[Start of section]
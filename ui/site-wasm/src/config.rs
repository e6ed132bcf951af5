//! Site configuration.
//!
//! Pages may embed `<script id="site-config" type="application/json">` to
//! override storage keys or timings; absent or malformed config means the
//! built-in defaults.

use crate::dom;
use chronea_types::SiteConfig;

pub const CONFIG_ELEMENT_ID: &str = "site-config";

pub fn load() -> SiteConfig {
    let Some(el) = dom::by_id(CONFIG_ELEMENT_ID) else {
        return SiteConfig::default();
    };
    let raw = el.text_content().unwrap_or_default();
    parse(&raw)
}

fn parse(raw: &str) -> SiteConfig {
    if raw.trim().is_empty() {
        return SiteConfig::default();
    }
    match serde_json::from_str::<SiteConfig>(raw) {
        Ok(config) => config,
        Err(err) => {
            gloo_console::warn!(format!("ignoring malformed #{}: {}", CONFIG_ELEMENT_ID, err));
            SiteConfig::default()
        }
    }
}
[End of section]
| TRY IT |
An exact, line-for-line copy is required: from the line containing "pub const CONFIG_ELEMENT_ID: &str" through the final line of the listing above, both included, with nothing else.

| ANSWER BOX |
pub const CONFIG_ELEMENT_ID: &str = "site-config";

pub fn load() -> SiteConfig {
    let Some(el) = dom::by_id(CONFIG_ELEMENT_ID) else {
        return SiteConfig::default();
    };
    let raw = el.text_content().unwrap_or_default();
    parse(&raw)
}

fn parse(raw: &str) -> SiteConfig {
    if raw.trim().is_empty() {
        return SiteConfig::default();
    }
    match serde_json::from_str::<SiteConfig>(raw) {
        Ok(config) => config,
        Err(err) => {
            gloo_console::warn!(format!("ignoring malformed #{}: {}", CONFIG_ELEMENT_ID, err));
            SiteConfig::default()
        }
    }
}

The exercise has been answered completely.